Por sorte, os vigorosos trabalhos interpretativos de Gosling e Crowe não funcionam como carregadores de piano da narrativa, que possui uma energia própria em outros aspectos. É o caso, por exemplo, da habilidade do roteiro para conseguir sustentar-se comicamente além da dinâmica da dupla protagonista, com algumas gags sutilmente referentes à atualidade – se você habita a realidade concreta, também irá gargalhar quando uma antagonista afirma que “Detroit sempre vencerá”, numa piscada sensacional do roteiro para o público, que simboliza uma espécie de vitória para os Nice Guys -, ou mesmo em outras sequências que, sem tanta sofisticação, provam-se hilárias – “Sabe quem também só estava seguindo ordens?

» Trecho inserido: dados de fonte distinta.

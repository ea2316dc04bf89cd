// Copyright (c) 2025 Tokenpool Developers.
//
// Licensed under the Apache License, Version 2.0 (the "License");
// you may not use this file except in compliance with the License.
// You may obtain a copy of the License at http://www.apache.org/licenses/LICENSE-2.0

use std::collections::HashMap;
use std::sync::Arc;

use bytes::Bytes;
use bytestring::ByteString;
use metrics::{counter, histogram};
use tokio::time::Instant;
use tracing::debug;

use tokenpool_types::errors::MaybeRetryableError;
use tokenpool_types::retries::RetryPolicy;
use tokenpool_types::time::MillisSinceEpoch;
use tokenpool_types::Version;

use crate::metric_definitions::{
    STATE_STORE_CLIENT_CREATE_DURATION, STATE_STORE_CLIENT_CREATE_TOTAL,
    STATE_STORE_CLIENT_DELETE_DURATION, STATE_STORE_CLIENT_DELETE_TOTAL,
    STATE_STORE_CLIENT_GET_DURATION, STATE_STORE_CLIENT_GET_TOTAL,
    STATE_STORE_CLIENT_UPDATE_DURATION, STATE_STORE_CLIENT_UPDATE_TOTAL, STATUS_COMPLETED,
    STATUS_FAILED,
};
use crate::{StateRecord, StateStore, StoreError};

#[derive(Debug, thiserror::Error)]
pub enum ReadError {
    #[error(transparent)]
    Store(#[from] StoreError),
    #[error("record '{0}' was removed while being created")]
    RemovedConcurrently(ByteString),
}

impl MaybeRetryableError for ReadError {
    fn retryable(&self) -> bool {
        match self {
            ReadError::Store(err) => err.retryable(),
            ReadError::RemovedConcurrently(_) => true,
        }
    }
}

/// Client of a [`StateStore`] which records call metrics.
#[derive(Clone)]
pub struct StateStoreClient {
    inner: Arc<dyn StateStore + Send + Sync>,
}

impl StateStoreClient {
    pub fn new<S>(state_store: S) -> Self
    where
        S: StateStore + Send + Sync + 'static,
    {
        crate::metric_definitions::describe_metrics();

        Self {
            inner: Arc::new(state_store),
        }
    }

    #[cfg(any(test, feature = "test-util"))]
    pub fn new_in_memory() -> Self {
        StateStoreClient::new(crate::InMemoryStateStore::default())
    }

    pub async fn get(
        &self,
        keys: Vec<ByteString>,
    ) -> Result<HashMap<ByteString, StateRecord>, StoreError> {
        let start_time = Instant::now();
        let result = self.inner.get(keys).await;

        histogram!(STATE_STORE_CLIENT_GET_DURATION).record(start_time.elapsed());
        counter!(STATE_STORE_CLIENT_GET_TOTAL, "status" => status(&result)).increment(1);

        result
    }

    /// Gets the record stored under a single key.
    pub async fn get_one(&self, key: ByteString) -> Result<Option<StateRecord>, StoreError> {
        let mut records = self.get(vec![key.clone()]).await?;
        Ok(records.remove(&key))
    }

    pub async fn create(&self, records: Vec<StateRecord>) -> Result<Vec<ByteString>, StoreError> {
        let start_time = Instant::now();
        let result = self.inner.create(records).await;

        histogram!(STATE_STORE_CLIENT_CREATE_DURATION).record(start_time.elapsed());
        counter!(STATE_STORE_CLIENT_CREATE_TOTAL, "status" => status(&result)).increment(1);

        result
    }

    /// Conditionally updates the given records. See [`StateStore::update`].
    pub async fn update(&self, records: Vec<StateRecord>) -> Result<Vec<StateRecord>, StoreError> {
        let start_time = Instant::now();
        let result = self.inner.update(records).await;

        histogram!(STATE_STORE_CLIENT_UPDATE_DURATION).record(start_time.elapsed());
        counter!(STATE_STORE_CLIENT_UPDATE_TOTAL, "status" => status(&result)).increment(1);

        result
    }

    pub async fn delete(&self, records: Vec<StateRecord>) -> Result<Vec<StateRecord>, StoreError> {
        let start_time = Instant::now();
        let result = self.inner.delete(records).await;

        histogram!(STATE_STORE_CLIENT_DELETE_DURATION).record(start_time.elapsed());
        counter!(STATE_STORE_CLIENT_DELETE_TOTAL, "status" => status(&result)).increment(1);

        result
    }

    /// Gets the record under the specified key or creates it with the given initial value.
    ///
    /// This method won't overwrite an existing record. Retryable store errors and lost creation
    /// races are retried following the given retry policy.
    pub async fn get_or_create(
        &self,
        key: ByteString,
        initial_value: Bytes,
        modified_time: MillisSinceEpoch,
        retry_policy: &RetryPolicy,
    ) -> Result<StateRecord, ReadError> {
        retry_policy
            .clone()
            .retry_if(
                || self.try_get_or_create(&key, &initial_value, modified_time),
                |err: &ReadError| {
                    let retryable = err.retryable();
                    if retryable {
                        debug!("Failed loading record '{key}': {err}; retrying");
                    }
                    retryable
                },
            )
            .await
    }

    async fn try_get_or_create(
        &self,
        key: &ByteString,
        initial_value: &Bytes,
        modified_time: MillisSinceEpoch,
    ) -> Result<StateRecord, ReadError> {
        if let Some(record) = self.get_one(key.clone()).await? {
            return Ok(record);
        }

        let record = StateRecord::new(
            key.clone(),
            initial_value.clone(),
            Version::MIN,
            modified_time,
        );

        let existing = self.create(vec![record.clone()]).await?;
        if existing.is_empty() {
            debug!("Created record '{key}' at {}", Version::MIN);
            return Ok(record);
        }

        // somebody else created it in the meantime
        self.get_one(key.clone())
            .await?
            .ok_or_else(|| ReadError::RemovedConcurrently(key.clone()))
    }
}

fn status<T>(result: &Result<T, StoreError>) -> &'static str {
    if result.is_ok() {
        STATUS_COMPLETED
    } else {
        STATUS_FAILED
    }
}
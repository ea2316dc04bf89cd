// Copyright (c) 2025 Tokenpool Developers.
//
// Licensed under the Apache License, Version 2.0 (the "License");
// you may not use this file except in compliance with the License.
// You may obtain a copy of the License at http://www.apache.org/licenses/LICENSE-2.0

//! Time sources used to stamp records written to the state store.
//!
//! Components take a [`SharedClock`] so tests can substitute [`MockClock`] for the
//! [`WallClock`].

mod wall_clock;

#[cfg(any(test, feature = "test-util"))]
mod mock_clock;

use std::sync::Arc;

pub use tokenpool_types::time::MillisSinceEpoch;
pub use wall_clock::WallClock;

#[cfg(any(test, feature = "test-util"))]
pub use mock_clock::MockClock;

/// A source of unix timestamps.
pub trait Clock {
    /// Current time in milliseconds since the unix epoch.
    fn now(&self) -> MillisSinceEpoch;
}

impl<T: Clock + ?Sized> Clock for Arc<T> {
    fn now(&self) -> MillisSinceEpoch {
        (**self).now()
    }
}

impl<T: Clock + ?Sized> Clock for &T {
    fn now(&self) -> MillisSinceEpoch {
        (**self).now()
    }
}

pub type SharedClock = Arc<dyn Clock + Send + Sync>;
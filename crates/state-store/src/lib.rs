// Copyright (c) 2025 Tokenpool Developers.
//
// Licensed under the Apache License, Version 2.0 (the "License");
// you may not use this file except in compliance with the License.
// You may obtain a copy of the License at http://www.apache.org/licenses/LICENSE-2.0

mod client;
#[cfg(any(test, feature = "test-util"))]
mod memory;
pub mod metric_definitions;

use std::collections::HashMap;
use std::sync::Arc;

use async_trait::async_trait;
use bytes::Bytes;
use bytestring::ByteString;

use tokenpool_types::errors::{GenericError, MaybeRetryableError};
use tokenpool_types::time::MillisSinceEpoch;
use tokenpool_types::{Version, Versioned};

pub use client::{ReadError, StateStoreClient};
#[cfg(any(test, feature = "test-util"))]
pub use memory::InMemoryStateStore;

/// A versioned record of the state store.
///
/// When passed to [`StateStore::update`] or [`StateStore::delete`], `version` is the version the
/// caller expects to be stored. Records returned by the store carry the stored version.
#[derive(Debug, Clone, PartialEq, Eq)]
pub struct StateRecord {
    pub key: ByteString,
    pub value: Bytes,
    pub version: Version,
    pub modified_time: MillisSinceEpoch,
}

impl StateRecord {
    pub fn new(
        key: impl Into<ByteString>,
        value: Bytes,
        version: Version,
        modified_time: MillisSinceEpoch,
    ) -> Self {
        Self {
            key: key.into(),
            value,
            version,
            modified_time,
        }
    }
}

impl Versioned for StateRecord {
    fn version(&self) -> Version {
        self.version
    }
}

#[derive(Debug, thiserror::Error)]
pub enum StoreError {
    #[error("state store unavailable: {0}")]
    Unavailable(GenericError),
    #[error("record '{0}' does not exist")]
    NotFound(ByteString),
    #[error("internal error: {0}")]
    Internal(String),
}

impl StoreError {
    pub fn unavailable(err: impl Into<GenericError>) -> Self {
        StoreError::Unavailable(err.into())
    }
}

impl MaybeRetryableError for StoreError {
    fn retryable(&self) -> bool {
        matches!(self, StoreError::Unavailable(_))
    }
}

/// Versioned key-value store holding the authoritative pool states. Implementations must apply
/// the records of a single call atomically and compare versions linearizably.
#[async_trait]
pub trait StateStore {
    /// Returns the stored records for the given keys. Keys without a record are absent from the
    /// result.
    async fn get(
        &self,
        keys: Vec<ByteString>,
    ) -> Result<HashMap<ByteString, StateRecord>, StoreError>;

    /// Stores the given records at [`Version::MIN`] unless a record with the same key exists.
    /// Returns the keys which already existed; those records are left untouched.
    async fn create(&self, records: Vec<StateRecord>) -> Result<Vec<ByteString>, StoreError>;

    /// Conditionally replaces the stored records. Each record is stored at `version.next()` if the
    /// stored version equals `version`. Otherwise nothing is written and the authoritative records
    /// of all mismatching keys are returned. An empty result means every record was written.
    async fn update(&self, records: Vec<StateRecord>) -> Result<Vec<StateRecord>, StoreError>;

    /// Conditionally deletes the stored records. Returns the authoritative records of all keys
    /// whose version did not match, in which case nothing is deleted. Missing keys are ignored.
    async fn delete(&self, records: Vec<StateRecord>) -> Result<Vec<StateRecord>, StoreError>;
}

#[async_trait]
impl<T: StateStore + Send + Sync + ?Sized> StateStore for Arc<T> {
    async fn get(
        &self,
        keys: Vec<ByteString>,
    ) -> Result<HashMap<ByteString, StateRecord>, StoreError> {
        (**self).get(keys).await
    }

    async fn create(&self, records: Vec<StateRecord>) -> Result<Vec<ByteString>, StoreError> {
        (**self).create(records).await
    }

    async fn update(&self, records: Vec<StateRecord>) -> Result<Vec<StateRecord>, StoreError> {
        (**self).update(records).await
    }

    async fn delete(&self, records: Vec<StateRecord>) -> Result<Vec<StateRecord>, StoreError> {
        (**self).delete(records).await
    }
}
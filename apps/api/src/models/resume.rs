use chrono::{DateTime, Utc};
use serde::{Deserialize, Serialize};
use sqlx::FromRow;
use uuid::Uuid;

/// Resume row written by the upload pipeline. Only the extracted skills are read here.
#[derive(Debug, Clone, Serialize, Deserialize, FromRow)]
pub struct ResumeRow {
    pub id: Uuid,
    pub user_id: Uuid,
    pub skills: Vec<String>,
    pub created_at: DateTime<Utc>,
}
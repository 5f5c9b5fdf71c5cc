pub mod evaluator;
pub mod generator;
pub mod handlers;
pub mod models;
pub mod question_bank;
pub mod random;
pub mod service;
pub mod session;
pub mod store;
pub mod summary;
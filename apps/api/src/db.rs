use anyhow::{Context, Result};
use sqlx::postgres::PgPoolOptions;
use sqlx::PgPool;
use tracing::info;

/// Creates a PostgreSQL connection pool and applies pending migrations.
pub async fn create_pool(database_url: &str) -> Result<PgPool> {
    info!("Connecting to PostgreSQL...");

    let pool = PgPoolOptions::new()
        .max_connections(10)
        .connect(database_url)
        .await?;

    sqlx::migrate!("./migrations")
        .run(&pool)
        .await
        .context("failed to run database migrations")?;

    info!("PostgreSQL connection pool established");
    Ok(pool)
}
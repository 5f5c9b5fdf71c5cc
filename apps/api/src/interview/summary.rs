//! Session Summary Aggregator — rolls answer scores up into a readiness assessment.

use std::collections::{BTreeMap, HashMap};

use uuid::Uuid;

use crate::interview::models::{
    Answer, Question, QuestionCategory, ReadinessLevel, SessionSummary,
};

/// Overall score at or above which readiness is `High`.
pub const HIGH_READINESS_MIN: u32 = 75;
/// Overall score at or above which readiness is `Medium` (below `HIGH_READINESS_MIN`).
pub const MEDIUM_READINESS_MIN: u32 = 50;
/// Category average at or above which the category is a strong area.
pub const STRONG_AREA_MIN: u32 = 70;
/// Category average below which the category is a weak area.
pub const WEAK_AREA_BELOW: u32 = 50;

const EXCELLENT_OVERALL_MIN: u32 = 85;

pub fn readiness_for(score: u32) -> ReadinessLevel {
    if score >= HIGH_READINESS_MIN {
        ReadinessLevel::High
    } else if score >= MEDIUM_READINESS_MIN {
        ReadinessLevel::Medium
    } else {
        ReadinessLevel::Low
    }
}

/// Half-up rounded mean of non-negative integer scores. Empty input yields 0.
pub fn rounded_mean(scores: &[u32]) -> u32 {
    if scores.is_empty() {
        return 0;
    }
    let n = scores.len() as u64;
    let sum: u64 = scores.iter().map(|&s| s as u64).sum();
    ((2 * sum + n) / (2 * n)) as u32
}

/// Computes the summary for a session's answer set.
///
/// Answers whose question id is not in `questions` are ignored. Output depends
/// only on the inputs, so repeated calls are bit-identical.
pub fn summarize(questions: &[Question], answers: &[Answer], role: &str) -> SessionSummary {
    let categories: HashMap<Uuid, QuestionCategory> =
        questions.iter().map(|q| (q.id, q.category)).collect();

    let mut overall = Vec::with_capacity(answers.len());
    let mut grouped: BTreeMap<QuestionCategory, Vec<u32>> = BTreeMap::new();
    for answer in answers {
        let Some(category) = categories.get(&answer.question_id) else {
            continue;
        };
        overall.push(answer.score);
        grouped.entry(*category).or_default().push(answer.score);
    }

    let overall_score = rounded_mean(&overall);
    let readiness_level = readiness_for(overall_score);

    let category_scores: BTreeMap<QuestionCategory, u32> = grouped
        .iter()
        .map(|(category, scores)| (*category, rounded_mean(scores)))
        .collect();

    let strong_areas: Vec<QuestionCategory> = category_scores
        .iter()
        .filter(|&(_, &score)| score >= STRONG_AREA_MIN)
        .map(|(category, _)| *category)
        .collect();
    let weak_areas: Vec<QuestionCategory> = category_scores
        .iter()
        .filter(|&(_, &score)| score < WEAK_AREA_BELOW)
        .map(|(category, _)| *category)
        .collect();

    let recommendations = build_recommendations(overall.len(), overall_score, &weak_areas);
    let feedback_summary = build_feedback_summary(overall.len(), readiness_level, role);

    SessionSummary {
        overall_score,
        readiness_level,
        category_scores,
        strong_areas,
        weak_areas,
        recommendations,
        feedback_summary,
        answered_count: overall.len(),
        total_questions: questions.len(),
    }
}

fn recommendation_for(category: QuestionCategory) -> &'static str {
    match category {
        QuestionCategory::Behavioral => {
            "Practice more behavioral questions using the STAR method (Situation, Task, Action, Result)"
        }
        QuestionCategory::Technical => {
            "Review technical fundamentals and practice explaining concepts clearly with concrete examples"
        }
    }
}

fn build_recommendations(
    answered: usize,
    overall_score: u32,
    weak_areas: &[QuestionCategory],
) -> Vec<String> {
    if answered == 0 {
        return vec!["Complete the interview to receive feedback".to_string()];
    }
    if !weak_areas.is_empty() {
        return weak_areas
            .iter()
            .map(|c| recommendation_for(*c).to_string())
            .collect();
    }
    if overall_score >= EXCELLENT_OVERALL_MIN {
        vec!["Continue practicing to maintain your strong interview skills".to_string()]
    } else {
        vec!["Practice with more mock interviews to build confidence".to_string()]
    }
}

fn build_feedback_summary(answered: usize, readiness: ReadinessLevel, role: &str) -> String {
    if answered == 0 {
        return "Interview incomplete: no answers were submitted.".to_string();
    }
    match readiness {
        ReadinessLevel::High => format!(
            "Excellent interview performance for {role}. You communicated clearly and showed relevant experience."
        ),
        ReadinessLevel::Medium => format!(
            "Good performance with room for improvement. You have a solid foundation for {role}; strengthen answers with specific examples and clearer structure."
        ),
        ReadinessLevel::Low => format!(
            "Your performance shows areas to develop for {role}. Work through the recommendations and practice regularly."
        ),
    }
}

#[cfg(test)]
mod tests {
    use super::*;
    use crate::interview::models::Complexity;
    use chrono::{TimeZone, Utc};

    fn question(category: QuestionCategory) -> Question {
        Question {
            id: Uuid::new_v4(),
            text: format!("{category} question"),
            category,
            complexity: Complexity::Medium,
            expected_keywords: vec![],
        }
    }

    fn answer(question: &Question, score: u32) -> Answer {
        Answer {
            question_id: question.id,
            answer_text: "answer".to_string(),
            score,
            feedback: String::new(),
            strengths: vec![],
            improvements: vec![],
            scorer_backend: "heuristic".to_string(),
            submitted_at: Utc.with_ymd_and_hms(2026, 1, 1, 0, 0, 0).unwrap(),
        }
    }

    #[test]
    fn test_mixed_scores_average_to_medium() {
        let qs = vec![
            question(QuestionCategory::Technical),
            question(QuestionCategory::Technical),
            question(QuestionCategory::Technical),
            question(QuestionCategory::Behavioral),
            question(QuestionCategory::Behavioral),
        ];
        let scores = [90, 80, 40, 60, 70];
        let answers: Vec<Answer> = qs.iter().zip(scores).map(|(q, s)| answer(q, s)).collect();

        let summary = summarize(&qs, &answers, "Frontend Engineer");
        assert_eq!(summary.overall_score, 68);
        assert_eq!(summary.readiness_level, ReadinessLevel::Medium);
        // technical (90+80+40)/3 = 70, behavioral (60+70)/2 = 65
        assert_eq!(summary.category_scores[&QuestionCategory::Technical], 70);
        assert_eq!(summary.category_scores[&QuestionCategory::Behavioral], 65);
        assert_eq!(summary.strong_areas, vec![QuestionCategory::Technical]);
        assert!(summary.weak_areas.is_empty());
        assert_eq!(summary.answered_count, 5);
    }

    #[test]
    fn test_zero_answers_is_low_with_no_areas() {
        let qs = vec![question(QuestionCategory::Behavioral)];
        let summary = summarize(&qs, &[], "Engineer");
        assert_eq!(summary.overall_score, 0);
        assert_eq!(summary.readiness_level, ReadinessLevel::Low);
        assert!(summary.strong_areas.is_empty());
        assert!(summary.weak_areas.is_empty());
        assert!(summary.category_scores.is_empty());
        assert_eq!(
            summary.recommendations,
            vec!["Complete the interview to receive feedback".to_string()]
        );
        assert_eq!(summary.total_questions, 1);
    }

    #[test]
    fn test_readiness_boundaries() {
        assert_eq!(readiness_for(75), ReadinessLevel::High);
        assert_eq!(readiness_for(74), ReadinessLevel::Medium);
        assert_eq!(readiness_for(50), ReadinessLevel::Medium);
        assert_eq!(readiness_for(49), ReadinessLevel::Low);
        assert_eq!(readiness_for(0), ReadinessLevel::Low);
        assert_eq!(readiness_for(100), ReadinessLevel::High);
    }

    #[test]
    fn test_weak_category_gets_one_recommendation() {
        let tech = question(QuestionCategory::Technical);
        let beh = question(QuestionCategory::Behavioral);
        let answers = vec![answer(&tech, 85), answer(&beh, 30)];
        let summary = summarize(&[tech, beh], &answers, "Engineer");
        assert_eq!(summary.weak_areas, vec![QuestionCategory::Behavioral]);
        assert_eq!(summary.strong_areas, vec![QuestionCategory::Technical]);
        assert_eq!(summary.recommendations.len(), 1);
        assert!(summary.recommendations[0].contains("STAR"));
    }

    #[test]
    fn test_middle_band_category_is_neither_strong_nor_weak() {
        let tech = question(QuestionCategory::Technical);
        let summary = summarize(&[tech.clone()], &[answer(&tech, 60)], "Engineer");
        assert!(summary.strong_areas.is_empty());
        assert!(summary.weak_areas.is_empty());
        assert_eq!(
            summary.recommendations,
            vec!["Practice with more mock interviews to build confidence".to_string()]
        );
    }

    #[test]
    fn test_summarize_is_idempotent() {
        let tech = question(QuestionCategory::Technical);
        let beh = question(QuestionCategory::Behavioral);
        let answers = vec![answer(&tech, 77), answer(&beh, 41)];
        let qs = vec![tech, beh];
        assert_eq!(
            summarize(&qs, &answers, "Dev"),
            summarize(&qs, &answers, "Dev")
        );
    }

    #[test]
    fn test_rounded_mean_half_up() {
        assert_eq!(rounded_mean(&[]), 0);
        assert_eq!(rounded_mean(&[1, 2]), 2);
        assert_eq!(rounded_mean(&[1, 1, 2]), 1);
        assert_eq!(rounded_mean(&[100, 100]), 100);
    }

    #[test]
    fn test_answers_for_unknown_questions_are_ignored() {
        let tech = question(QuestionCategory::Technical);
        let stray = question(QuestionCategory::Behavioral);
        let answers = vec![answer(&tech, 80), answer(&stray, 0)];
        let summary = summarize(&[tech], &answers, "Dev");
        assert_eq!(summary.overall_score, 80);
        assert_eq!(summary.answered_count, 1);
    }
}
mod auth;
mod config;
mod db;
mod errors;
mod interview;
mod models;
mod routes;
mod scoring_oracle;
mod state;

use anyhow::Result;
use std::net::SocketAddr;
use tower_http::{cors::CorsLayer, trace::TraceLayer};
use tracing::{info, warn};
use tracing_subscriber::{layer::SubscriberExt, util::SubscriberInitExt, EnvFilter};

use std::sync::Arc;

use crate::config::Config;
use crate::db::create_pool;
use crate::interview::evaluator::{AnswerScorer, HeuristicScorer, OracleScorer};
use crate::interview::generator::QuestionGenerator;
use crate::interview::question_bank::QuestionBank;
use crate::interview::service::InterviewService;
use crate::interview::store::{MemorySessionStore, PgSessionStore, SessionStore};
use crate::routes::build_router;
use crate::scoring_oracle::OracleClient;
use crate::state::AppState;

#[tokio::main]
async fn main() -> Result<()> {
    // Load configuration first (fails on malformed env vars)
    let config = Config::from_env()?;

    // Initialize structured logging
    tracing_subscriber::registry()
        .with(EnvFilter::try_from_default_env().unwrap_or_else(|_| {
            EnvFilter::new(format!(
                "{}={}",
                env!("CARGO_PKG_NAME").replace('-', "_"),
                &config.rust_log
            ))
        }))
        .with(tracing_subscriber::fmt::layer())
        .init();

    info!("Starting Interview API v{}", env!("CARGO_PKG_VERSION"));

    // Session store: Postgres when configured, otherwise in-process memory
    let store: Arc<dyn SessionStore> = match &config.database_url {
        Some(url) => Arc::new(PgSessionStore::new(create_pool(url).await?)),
        None => {
            warn!("DATABASE_URL not set; interview sessions are kept in memory");
            Arc::new(MemorySessionStore::new())
        }
    };

    // Answer scorer (HeuristicScorer unless a scoring oracle is configured)
    let scorer: Arc<dyn AnswerScorer> = match &config.scoring_oracle_url {
        Some(url) => {
            let client = OracleClient::new(url.as_str(), config.scoring_oracle_timeout)?;
            info!(
                "Scoring oracle enabled at {} (timeout {:?})",
                client.base_url(),
                config.scoring_oracle_timeout
            );
            Arc::new(OracleScorer(client))
        }
        None => Arc::new(HeuristicScorer),
    };

    let bank = Arc::new(QuestionBank::default());
    info!(
        "Question bank loaded: {} skill categories, {} behavioral questions",
        bank.category_keys().count(),
        bank.behavioral_pool().len()
    );
    let generator = QuestionGenerator::new(bank, config.max_questions);
    info!(
        "Question generator: up to {} questions per session",
        generator.max_questions()
    );

    // Build app state
    let interviews = InterviewService::new(
        store,
        generator,
        scorer,
        config.scoring_oracle_timeout,
        config.question_seed,
    );
    let state = AppState {
        interviews: Arc::new(interviews),
    };

    // Build router
    let app = build_router(state)
        .layer(TraceLayer::new_for_http())
        .layer(CorsLayer::permissive()); // TODO: restrict origins once the frontend host is fixed

    let addr: SocketAddr = format!("0.0.0.0:{}", config.port).parse()?;
    info!("Listening on {addr}");

    let listener = tokio::net::TcpListener::bind(addr).await?;
    axum::serve(listener, app).await?;

    Ok(())
}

Hitler” -, e comprovam que o longa está disposto a brincar com seus próprios absurdos – a “indesejada invencibilidade” de March chega a ser lamentada pelo próprio. Além disso, a produção consegue nos ambientar aos anos 80 de maneira absolutamente competente, com um design de produção que, em duas sequências de celebrações, contextualiza toda a megalomania da década, permeada pela presença do sexo, das drogas, das cores quentes, da celebração dos bens materiais e da disco music – e, melhor ainda, encaixa organicamente estes elementos à trama -, algo que é coroado pelos geniais castings de Keith David e Beau Knapp.

The-Nice-Guys-3

Ainda abordando as virtudes da produção além da dinâmica de seus protagonistas, deve ser brindada a inteligência de um texto que comprova, no terceiro ato, possuir uma surpreendente consciência social, exposta a partir das resoluções de sua trama criminal – mesmo considerando todos os absurdos, quase irrelevantes, que fizeram parte desta. Aliás, é justamente isto o que torna a presença desta consciência tão interessante: Dois Caras Legais consegue direcionar um aparentemente absurdo emaranhado conspiratório para a realização da sempre relevante denúncia da postura passiva e conivente dos órgãos públicos diante de ações ilegais das grandes indústrias, que a partir do “triunfo” do modelo social estadunidense passaram a acumular um poder incontrolável, não podendo ser reduzido nem mesmo pelas descobertas de suas atitudes criminosas – normalmente misteriosamente acobertadas; restaria então, aos caras legais, às movimentações bem intencionadas, render-se diante da crueldade do triunfante grande capitalismo, e seguir a vida da maneira como for possível. Talvez esta seja a razão da cada vez mais fascinante angústia expressada pelos sensacionais Holland March e Jackson Healy.